** Opening DATASET EXCERPTS block **

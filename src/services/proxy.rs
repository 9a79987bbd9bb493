//! Gatekeeping for the `/api/tmdb` passthrough.
//!
//! Only endpoints matching a fixed allow-list reach the upstream, and only
//! named query parameters are forwarded. Unknown parameters are dropped
//! silently; a bad endpoint is an error.
use once_cell::sync::Lazy;
use regex::RegexSet;

use crate::error::{AppError, AppResult};

/// Longest parameter value forwarded upstream
pub const MAX_PARAM_LEN: usize = 300;
pub const MIN_PAGE: u32 = 1;
pub const MAX_PAGE: u32 = 10;

static ALLOWED_ENDPOINTS: Lazy<RegexSet> = Lazy::new(|| {
    RegexSet::new([
        r"^configuration$",
        r"^search/(movie|tv|multi|person|collection|keyword)$",
        r"^discover/(movie|tv)$",
        r"^trending/(all|movie|tv|person)/(day|week)$",
        r"^genre/(movie|tv)/list$",
        r"^(movie|tv)/(popular|top_rated|upcoming|now_playing|on_the_air|airing_today)$",
        r"^(movie|tv)/\d+$",
        r"^(movie|tv)/\d+/(similar|recommendations|credits|videos|images|external_ids|release_dates|watch/providers|reviews|keywords)$",
    ])
    .expect("endpoint allow-list patterns are valid")
});

const ALLOWED_PARAMS: &[&str] = &[
    "query",
    "page",
    "language",
    "region",
    "sort_by",
    "include_adult",
    "include_video",
    "year",
    "primary_release_year",
    "first_air_date_year",
    "with_genres",
    "without_genres",
    "with_original_language",
    "with_watch_providers",
    "watch_region",
    "watch_monetization_types",
    "vote_average.gte",
    "vote_average.lte",
    "vote_count.gte",
    "primary_release_date.gte",
    "primary_release_date.lte",
    "first_air_date.gte",
    "first_air_date.lte",
    "with_runtime.gte",
    "with_runtime.lte",
    "append_to_response",
];

/// A validated request ready to forward upstream
#[derive(Debug, Clone, PartialEq, Eq)]
pub struct ProxyRequest {
    pub endpoint: String,
    pub params: Vec<(String, String)>,
}

/// Normalizes an endpoint path and rejects anything that could escape the
/// upstream API root.
pub fn sanitize_endpoint(raw: &str) -> AppResult<String> {
    let trimmed = raw.trim();
    if trimmed.is_empty() {
        return Err(AppError::MissingEndpoint);
    }

    let suspicious = trimmed.contains("..")
        || trimmed.contains('\\')
        || trimmed.contains("://")
        || trimmed.starts_with("//")
        || trimmed.contains('?')
        || trimmed.contains('#')
        || trimmed.contains('%')
        || trimmed.chars().any(char::is_whitespace);
    if suspicious {
        return Err(AppError::InvalidEndpoint(trimmed.to_string()));
    }

    let endpoint = trimmed.trim_matches('/');
    if endpoint.is_empty() {
        return Err(AppError::MissingEndpoint);
    }

    Ok(endpoint.to_string())
}

pub fn is_allowed_endpoint(endpoint: &str) -> bool {
    ALLOWED_ENDPOINTS.is_match(endpoint)
}

/// Keeps only allow-listed parameters with acceptable values
pub fn sanitize_params<I>(params: I) -> Vec<(String, String)>
where
    I: IntoIterator<Item = (String, String)>,
{
    params
        .into_iter()
        .filter(|(name, value)| {
            if !ALLOWED_PARAMS.contains(&name.as_str()) {
                tracing::debug!(param = %name, "Dropping unrecognized parameter");
                return false;
            }
            if value.chars().count() > MAX_PARAM_LEN {
                tracing::debug!(param = %name, "Dropping oversized parameter value");
                return false;
            }
            if name == "page" && !is_valid_page(value) {
                tracing::debug!(page = %value, "Dropping out-of-range page");
                return false;
            }
            true
        })
        .collect()
}

fn is_valid_page(value: &str) -> bool {
    value
        .trim()
        .parse::<u32>()
        .map(|page| (MIN_PAGE..=MAX_PAGE).contains(&page))
        .unwrap_or(false)
}

/// Validates raw `/api/tmdb` query pairs. `endpoint` selects the upstream
/// path; everything else is a candidate parameter.
pub fn prepare(query: Vec<(String, String)>) -> AppResult<ProxyRequest> {
    let mut endpoint = None;
    let mut rest = Vec::with_capacity(query.len());

    for (name, value) in query {
        if name == "endpoint" {
            endpoint.get_or_insert(value);
        } else {
            rest.push((name, value));
        }
    }

    let endpoint = sanitize_endpoint(endpoint.as_deref().unwrap_or_default())?;
    if !is_allowed_endpoint(&endpoint) {
        return Err(AppError::InvalidEndpoint(endpoint));
    }

    Ok(ProxyRequest {
        endpoint,
        params: sanitize_params(rest),
    })
}

#[cfg(test)]
mod tests {
    use super::*;

    fn pairs(items: &[(&str, &str)]) -> Vec<(String, String)> {
        items
            .iter()
            .map(|(k, v)| (k.to_string(), v.to_string()))
            .collect()
    }

    #[test]
    fn test_allowed_endpoints() {
        for endpoint in [
            "configuration",
            "search/movie",
            "search/multi",
            "discover/tv",
            "trending/movie/week",
            "genre/movie/list",
            "movie/popular",
            "tv/airing_today",
            "movie/550",
            "tv/1396/similar",
            "movie/550/watch/providers",
        ] {
            assert!(is_allowed_endpoint(endpoint), "{} should be allowed", endpoint);
        }
    }

    #[test]
    fn test_disallowed_endpoints() {
        for endpoint in [
            "account",
            "movie/550/account_states",
            "authentication/token/new",
            "movie/abc",
            "trending/movie/month",
            "list/1",
            "discover/movie/extra",
        ] {
            assert!(!is_allowed_endpoint(endpoint), "{} should be rejected", endpoint);
        }
    }

    #[test]
    fn test_sanitize_endpoint_rejects_traversal_and_schemes() {
        for raw in [
            "../secret",
            "movie/../../etc",
            "https://evil.example/3/movie",
            "//evil.example",
            "movie/550?api_key=x",
            "movie/550#frag",
            "movie%2F550",
            "movie\\550",
        ] {
            assert!(
                matches!(sanitize_endpoint(raw), Err(AppError::InvalidEndpoint(_))),
                "{} should be rejected",
                raw
            );
        }
    }

    #[test]
    fn test_sanitize_endpoint_trims_slashes() {
        assert_eq!(sanitize_endpoint(" /movie/550/ ").unwrap(), "movie/550");
        assert!(matches!(sanitize_endpoint(""), Err(AppError::MissingEndpoint)));
        assert!(matches!(sanitize_endpoint("///"), Err(AppError::MissingEndpoint)));
    }

    #[test]
    fn test_unknown_params_are_dropped() {
        let kept = sanitize_params(pairs(&[
            ("with_genres", "18,99"),
            ("api_key", "stolen"),
            ("callback", "x"),
            ("sort_by", "popularity.desc"),
        ]));
        assert_eq!(
            kept,
            pairs(&[("with_genres", "18,99"), ("sort_by", "popularity.desc")])
        );
    }

    #[test]
    fn test_long_values_are_dropped() {
        let long = "a".repeat(MAX_PARAM_LEN + 1);
        let exact = "b".repeat(MAX_PARAM_LEN);
        let kept = sanitize_params(vec![
            ("query".to_string(), long),
            ("language".to_string(), exact.clone()),
        ]);
        assert_eq!(kept, vec![("language".to_string(), exact)]);
    }

    #[test]
    fn test_page_must_be_in_range() {
        for page in ["0", "11", "-1", "two", "1.5"] {
            assert!(
                sanitize_params(pairs(&[("page", page)])).is_empty(),
                "page {} should be dropped",
                page
            );
        }
        assert_eq!(sanitize_params(pairs(&[("page", "1")])).len(), 1);
        assert_eq!(sanitize_params(pairs(&[("page", "10")])).len(), 1);
    }

    #[test]
    fn test_prepare_drops_page_but_keeps_request() {
        let request = prepare(pairs(&[("endpoint", "movie/550"), ("page", "11")])).unwrap();
        assert_eq!(request.endpoint, "movie/550");
        assert!(request.params.is_empty());
    }

    #[test]
    fn test_prepare_requires_endpoint() {
        assert!(matches!(
            prepare(pairs(&[("page", "1")])),
            Err(AppError::MissingEndpoint)
        ));
    }

    #[test]
    fn test_prepare_rejects_disallowed_endpoint() {
        assert!(matches!(
            prepare(pairs(&[("endpoint", "account/1/lists")])),
            Err(AppError::InvalidEndpoint(_))
        ));
        assert!(matches!(
            prepare(pairs(&[("endpoint", "../secret")])),
            Err(AppError::InvalidEndpoint(_))
        ));
    }
}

** Closing DATASET EXCERPTS block **

**WORK INSTRUCTION:** Which of the lines above mention the word "ProxyRequest"? Pull those lines out.

**ANSWER FOR THE TASK:**
pub struct ProxyRequest {
pub fn prepare(query: Vec<(String, String)>) -> AppResult<ProxyRequest> {
    Ok(ProxyRequest {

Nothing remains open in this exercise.